Alla vigilia della Prima guerra mondiale il sentimento dominante in Europa, il “topos”, era quello della improbabilità della guerra. Un sentiment che le spregiudicate prese di posizione di molti governanti europei tendono a riproporre

In queste settimane si è tornati a parlare di un libro del 2013 di Christopher Clark sulla genesi della prima guerra mondiale, “I Sonnambuli. Come l’Europa arrivò alla Grande Guerra”, nel quale i leader che portarono i loro paesi in guerra vengono definiti sonnambuli. Cioè attori che incedevano irresistibilmente verso una meta di cui non erano pienamente consapevoli.

Lo studio analizza la dinamica che portò allo scatenamento della Grande Guerra da parte di paesi le cui società, fino ai più alti vertici, rimasero legate fino all’ultimo al topos della “improbabilità della degenerazione” in un conflitto generale della pur grave crisi Austro-Serba.

Oggi la guerra russo-ucraina rischia di provocare una dinamica analoga perché per tutta la seconda metà del 900 e i primi decenni di questo secolo ha dominato la convinzione diffusa, cioè il topos, della impossibilità di un conflitto fra potenze dotate di armi nucleari per l’enormità delle distruzioni che essa comporterebbe e alle quali non sfuggirebbe neanche l’ipotetico vincitore.

Nel concludere la sua analisi sulla genesi della guerra che oppose la potenza dell’Intesa, Francia Gran Bretagna e Russia, a quelle della Triplice Alleanza orbata dalla defezione dell’Italia, Austria-Ungheria e Germania, Clark cita una frase emblematica del topos dell’improbabilità pronunciata nel 1936, sul balcone del municipio di Sarajevo, da Rebecca West, un’opinion leader del mondo anglosassone del suo tempo: “Non capirò mai come sia potuto succedere”.

Una frase che ribadiva, a distanza di più di vent’anni, il sentiment diffuso e largamente prevalente in tutti gli ambienti responsabili delle potenze che poi si trovarono coinvolte nella guerra.

In realtà, quella convinzione rimase dominante sia nei vertici politici che in quelli militari di quei paesi fino all’ultimatum di Vienna alla Serbia. Fino a quel momento, quegli ambienti, pur dopo l’attentato all’arciduca Francesco Ferdinando, conservando il loro ottimismo sugli sviluppi della crisi non rinunciavano alla tradizionale pausa estiva né alla routine degli scambi internazionali.

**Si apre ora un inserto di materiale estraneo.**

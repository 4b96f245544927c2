//! Contract between the engine and the object whose columns it governs.

use crate::core::action::BoxError;
use crate::lifecycle::FieldError;
use chrono::{DateTime, Utc};

/// An object carrying one or more state columns.
///
/// The engine never stores column values itself. It reads the current and
/// previous values through this trait, writes initial states back through
/// [`Host::set_value`], and resolves named-method guards and actions through
/// [`Host::call_guard`] and [`Host::call_action`].
///
/// [`TrackedColumns`](crate::tracking::TrackedColumns) implements the value
/// bookkeeping most hosts need, so an implementation is usually a handful of
/// one-line delegations. Hosts own their data (`'static`) because guards and
/// actions are stored in type-level registries.
pub trait Host: 'static {
    /// Value of the column right now. Blank columns may return `None` or `""`.
    fn current_value(&self, column: &str) -> Option<String>;

    /// Value of the column as of the start of the current validation cycle.
    fn previous_value(&self, column: &str) -> Option<String>;

    /// Value of the column before the last successful save.
    ///
    /// Defaults to [`Host::previous_value`] for hosts that do not track it.
    fn previous_persisted_value(&self, column: &str) -> Option<String> {
        self.previous_value(column)
    }

    /// Whether [`Host::previous_persisted_value`] is tracked by this host.
    ///
    /// When `false`, [`Lifecycle::save`](crate::lifecycle::Lifecycle::save)
    /// compares deferred triggers against the previous values it saw before
    /// validation.
    fn tracks_persisted_values() -> bool
    where
        Self: Sized,
    {
        false
    }

    fn set_value(&mut self, column: &str, state: &str);

    /// Receive a field-scoped validation error.
    fn report_error(&mut self, _error: &FieldError) {}

    /// Whether this host type runs a post-persistence hook.
    ///
    /// Consulted when a deferred trigger is declared; declaring one on a host
    /// that answers `false` is a configuration error.
    fn supports_post_persistence_hook() -> bool
    where
        Self: Sized,
    {
        false
    }

    /// Evaluate a named guard. `None` means no such method exists.
    fn call_guard(&self, _name: &str) -> Option<bool> {
        None
    }

    /// Invoke a named action. `None` means no such method exists.
    fn call_action(&mut self, _name: &str) -> Option<Result<(), BoxError>> {
        None
    }

    /// Write a timestamp into the named attribute (used by `timestamp` states).
    fn set_timestamp(&mut self, attribute: &str, _at: DateTime<Utc>) -> Result<(), BoxError> {
        Err(format!("host has no timestamp attribute '{attribute}'").into())
    }
}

Il capo di stato maggiore tedesco Helmut von Moltke (nella foto sotto), per esempio, non interrompeva le sue cure termali a Carlsbad; il kaiser Guglielmo Secondo si metteva in viaggio per la Norvegia il 21 luglio, in piena crisi, mostrando di escludere che potesse degenerare in un vasto conflitto. Analogamente, nel campo opposto, il presidente francese Poincaré, di ritorno con il primo ministro Viviani dalla visita di stato in Russia, trovava fuori luogo l’aver richiamato in Francia alcune unità militari dal Marocco. Il primo ministro inglese Asquith si dedicava, invece, tutto il mese di luglio alla questione dell’Ulster.

Assai meno ottimista, e in sostanza preveggente, era invece un osservatore esterno assai autorevole come il colonnello House, ascoltato consigliere del presidente americano Wilson, al quale già nel maggio del ’14 faceva presente che la corsa degli Europei agli armamenti terrestri e navali avrebbe portato al conflitto. (1)

È ben noto come la dichiarazione di guerra alla Serbia e la mobilitazione russa avviarono una dinamica di misure militari indifferibili per gli alti comandi dei due campi, smentendo quel topos dell’improbabilità che aveva retto nonostante il perdurare e l’aggravarsi della crisi Austro-Serba. A partire dal 1945, dopo l’impiego dell’arma nucleare contro il Giappone, si è diffusa una convinzione per un certo verso analoga a quella dell’improbabilità del primo Novecento: è “il topos dell’impossibilità” della guerra nucleare.

Dopo le esplosioni di Hiroshima e Nagasaki esso si è imposto saldamente negli ambienti scientifici più responsabili, oltre che in quelli diplomatici e dell’alta politica, culminando nella celebre dichiarazione di Reagan e Gorbaciov a Ginevra nel 1985: “la guerra nucleare non poteva essere vinta e non avrebbe dovuto essere mai combattuta”.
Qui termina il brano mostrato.